Markdown offers good middle-ground between pure plain text that restrict authors in many ways, and a full blown word processor such as MS Word that forces authors to waste time on too much formatting. Most WYSIWYG editors offer a limited set of formatting options, which in many cases may be inadequate. Markdown offers unmatched flexibility to apply any format or style, without such options bloating the system.
A case in point is the WYSIWYG editing toolbar allowing three levels of heading (h1, h2, and h3). While the HTML code allows up to six levels of headings (h1 to h6), it does not give the option to format text with h4, h5, or h6 headings in a text block. However, the Markdown allows you to style headings using all the six levels.
Writers and editors end up spending way too much time doing formatting work with WYSIWYG editors, instead of actually writing and editing. Also, every change leads to the formatting going awry, leading to more wastage of time and effort.

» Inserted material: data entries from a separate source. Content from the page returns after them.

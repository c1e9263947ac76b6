//! Per-account share balances plus their running total.
//!
//! A [`ShareBook`] is the only place shares are stored. It keeps
//! `total == Σ accounts` by construction: every credit and debit updates
//! both sides or neither. Accounts that reach zero are removed, so an empty
//! entry and a never-seen address are indistinguishable.

use serde::{Deserialize, Serialize};
use std::collections::HashMap;

use crate::address::Address;
use crate::error::{LedgerError, Result};
use crate::math::MathError;

#[derive(Debug, Clone, Default, Serialize, Deserialize)]
pub struct ShareBook {
    total: u64,
    accounts: HashMap<Address, u64>,
}

impl ShareBook {
    pub fn new() -> Self {
        Self::default()
    }

    pub fn total(&self) -> u64 {
        self.total
    }

    pub fn shares_of(&self, account: &Address) -> u64 {
        self.accounts.get(account).copied().unwrap_or(0)
    }

    /// Number of accounts with a nonzero balance.
    pub fn holder_count(&self) -> usize {
        self.accounts.len()
    }

    /// All nonzero balances, in no particular order.
    pub fn iter(&self) -> impl Iterator<Item = (&Address, &u64)> {
        self.accounts.iter()
    }

    /// Adds `shares` to `account` and to the total. Returns the new balance.
    pub fn credit(&mut self, account: &Address, shares: u64) -> Result<u64> {
        // The account balance never exceeds the total, so checking the
        // total covers both additions.
        let new_total = self
            .total
            .checked_add(shares)
            .ok_or(LedgerError::Math(MathError::Overflow))?;
        if shares == 0 {
            return Ok(self.shares_of(account));
        }
        let balance = self.accounts.entry(*account).or_insert(0);
        *balance += shares;
        self.total = new_total;
        Ok(*balance)
    }

    /// Removes `shares` from `account` and from the total. Returns the new
    /// balance.
    ///
    /// # Errors
    ///
    /// [`LedgerError::InsufficientShares`] if the account holds fewer shares.
    pub fn debit(&mut self, account: &Address, shares: u64) -> Result<u64> {
        let available = self.shares_of(account);
        if available < shares {
            return Err(LedgerError::InsufficientShares {
                available,
                required: shares,
            });
        }
        let remaining = available - shares;
        self.set(account, remaining);
        self.total -= shares;
        Ok(remaining)
    }

    /// Moves shares between two accounts. The total does not change.
    ///
    /// # Errors
    ///
    /// [`LedgerError::InsufficientBalance`] if `from` holds fewer shares.
    pub fn move_shares(&mut self, from: &Address, to: &Address, shares: u64) -> Result<()> {
        let available = self.shares_of(from);
        if available < shares {
            return Err(LedgerError::InsufficientBalance {
                available,
                requested: shares,
            });
        }
        if from == to || shares == 0 {
            return Ok(());
        }
        self.set(from, available - shares);
        let credited = self.shares_of(to) + shares;
        self.set(to, credited);
        Ok(())
    }

    fn set(&mut self, account: &Address, shares: u64) {
        if shares == 0 {
            self.accounts.remove(account);
        } else {
            self.accounts.insert(*account, shares);
        }
    }
}

#[cfg(test)]
mod tests {
    use super::*;

    fn sum(book: &ShareBook) -> u64 {
        book.iter().map(|(_, s)| *s).sum()
    }

    #[test]
    fn credit_and_debit_track_total() {
        let alice = Address::from_label("alice");
        let bob = Address::from_label("bob");
        let mut book = ShareBook::new();

        book.credit(&alice, 700).unwrap();
        book.credit(&bob, 300).unwrap();
        assert_eq!(book.total(), 1_000);

        assert_eq!(book.debit(&alice, 200).unwrap(), 500);
        assert_eq!(book.total(), 800);
        assert_eq!(sum(&book), book.total());
    }

    #[test]
    fn debit_beyond_balance_rejected() {
        let alice = Address::from_label("alice");
        let mut book = ShareBook::new();
        book.credit(&alice, 10).unwrap();

        assert_eq!(
            book.debit(&alice, 11),
            Err(LedgerError::InsufficientShares {
                available: 10,
                required: 11
            })
        );
        assert_eq!(book.total(), 10);
    }

    #[test]
    fn zero_balances_are_pruned() {
        let alice = Address::from_label("alice");
        let bob = Address::from_label("bob");
        let mut book = ShareBook::new();
        book.credit(&alice, 50).unwrap();

        book.move_shares(&alice, &bob, 50).unwrap();
        assert_eq!(book.holder_count(), 1);
        assert_eq!(book.shares_of(&alice), 0);

        book.debit(&bob, 50).unwrap();
        assert_eq!(book.holder_count(), 0);
        assert_eq!(book.total(), 0);
    }

    #[test]
    fn move_beyond_balance_rejected() {
        let alice = Address::from_label("alice");
        let bob = Address::from_label("bob");
        let mut book = ShareBook::new();
        book.credit(&alice, 5).unwrap();

        assert_eq!(
            book.move_shares(&alice, &bob, 6),
            Err(LedgerError::InsufficientBalance {
                available: 5,
                requested: 6
            })
        );
        assert_eq!(book.shares_of(&alice), 5);
        assert_eq!(book.shares_of(&bob), 0);
    }

    #[test]
    fn self_move_is_a_no_op() {
        let alice = Address::from_label("alice");
        let mut book = ShareBook::new();
        book.credit(&alice, 5).unwrap();
        book.move_shares(&alice, &alice, 5).unwrap();
        assert_eq!(book.shares_of(&alice), 5);
    }

    #[test]
    fn total_overflow_rejected() {
        let alice = Address::from_label("alice");
        let bob = Address::from_label("bob");
        let mut book = ShareBook::new();
        book.credit(&alice, u64::MAX).unwrap();
        assert!(matches!(
            book.credit(&bob, 1),
            Err(LedgerError::Math(MathError::Overflow))
        ));
        assert_eq!(book.shares_of(&bob), 0);
    }
}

This is primarily because WYSIWYG writing apps style text by applying invisible formatting code of bullets, paragraph indentions and many other features. When text is copied and pasted from the WYSIWYG editor to another app or the web browser, such invisible formatting code is also inadvertently copied. For every bullet and indent, there is a corresponding HTML code, and such code run into pages. Apps such as Squarespace that strip out such hidden styling code are limited in effectiveness.
Markdown, even in code form, closely resembles styled HTML, with underlines for headings, asterisks for bullets and various other features. Editors can thus review a document in Markdown before it has been parsed to HTML, meaning it is easy to apply all changes without worrying about the formatting. Then, there is no invisible code, and the pasted test appears in the web browser as it is. This boosts productivity and efficiency to no small extent.

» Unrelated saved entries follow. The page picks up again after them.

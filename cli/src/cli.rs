//! # CLI Interface
//!
//! Defines the command-line argument structure for `shareledger` using
//! `clap` derive. Supports three subcommands: `simulate`, `quote`, and
//! `version`.

use clap::{Parser, Subcommand, ValueEnum};
use shareledger_core::Rounding;
use std::path::PathBuf;

use crate::logging::LogFormat;

/// ShareLedger proportional share accounting toolkit.
///
/// Replays ledger scenarios against the rebasing and vault tokens, and
/// quotes single conversions between value and shares.
#[derive(Parser, Debug)]
#[command(
    name = "shareledger",
    about = "ShareLedger scenario runner and conversion calculator",
    version,
    propagate_version = true
)]
pub struct ShareLedgerCli {
    /// Subcommand to execute.
    #[command(subcommand)]
    pub command: Commands,
}

/// Top-level subcommands for the `shareledger` binary.
#[derive(Subcommand, Debug)]
pub enum Commands {
    /// Replay a JSON scenario and print the events it produces.
    Simulate(SimulateArgs),
    /// Convert one amount against a given pool state.
    Quote(QuoteArgs),
    /// Print version information and exit.
    Version,
}

/// Arguments for the `simulate` subcommand.
#[derive(Parser, Debug)]
pub struct SimulateArgs {
    /// Path to the scenario file (JSON).
    #[arg(long, short = 's', env = "SHARELEDGER_SCENARIO")]
    pub scenario: PathBuf,

    /// Print the Prometheus text exposition after the summary.
    #[arg(long)]
    pub metrics: bool,

    /// Log output format. Logs go to stderr.
    #[arg(
        long,
        env = "SHARELEDGER_LOG_FORMAT",
        value_enum,
        default_value_t = LogFormat::Pretty
    )]
    pub log_format: LogFormat,

    /// Abort on the first rejected step instead of logging and continuing.
    #[arg(long)]
    pub strict: bool,
}

/// Arguments for the `quote` subcommand.
#[derive(Parser, Debug)]
pub struct QuoteArgs {
    /// Shares outstanding in the pool.
    #[arg(long)]
    pub total_shares: u64,

    /// Value (or assets) backing those shares.
    #[arg(long)]
    pub total_value: u64,

    /// Virtual offset exponent. Omit for a plain rebasing-style pool.
    #[arg(long)]
    pub offset: Option<u8>,

    /// Amount to convert.
    #[arg(long)]
    pub amount: u64,

    /// What to convert the amount into.
    #[arg(long, value_enum)]
    pub to: QuoteTarget,

    /// Rounding direction.
    #[arg(long, value_enum, default_value_t = RoundingArg::Down)]
    pub rounding: RoundingArg,
}

/// Target unit of a quote.
#[derive(Debug, Clone, Copy, PartialEq, Eq, ValueEnum)]
pub enum QuoteTarget {
    /// The amount is value; report shares.
    Shares,
    /// The amount is shares; report value.
    Value,
}

/// Command-line spelling of [`Rounding`].
#[derive(Debug, Clone, Copy, PartialEq, Eq, ValueEnum)]
pub enum RoundingArg {
    Down,
    Up,
}

impl From<RoundingArg> for Rounding {
    fn from(arg: RoundingArg) -> Self {
        match arg {
            RoundingArg::Down => Rounding::Down,
            RoundingArg::Up => Rounding::Up,
        }
    }
}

Markdown cleans up writing and makes the content better structured, better organized and more accessible. Such semantically well-structured webpage or content piece allows search engines, web browsers, content management systems and other software to interact with the written text in a meaningful and useful way, to detect the structure of the content and what is important in it. It also makes internal search easier, and in the process boosts search engine rankings.
Most authors and editors lack proper understanding of semantic HTML structure, and in any case, writing HTML code to get this right is a time-consuming and tedious job. Markdown does this automatically. Markdown ensures better use of header tags, standards-compliant HTML tags and a neater structure, meaning that screen readers and other accessibility devices can leverage it to allow users understand content better.
One of the lesser known advantages of using Markdown is the scope to improve security. When converting text into HTML using markdown, it is possible to hide or mask personal information. For instance, in normal HTML code, spambots know where exactly to go and retrieve the contact’s email address. Markdown would cover the email address in code so that spambots cannot touch.
A spin-off from using Markdown is how it helps writers focus on their real job—writing! It encourages writers to think about their words and become better writers, instead of focusing on how to make the content “look” better with big, bold, sparkling formatting applied by WYSIWYG.
In short, Markdown makes it easier to write, easier to edit, easier to read, and easier to provide accessibility.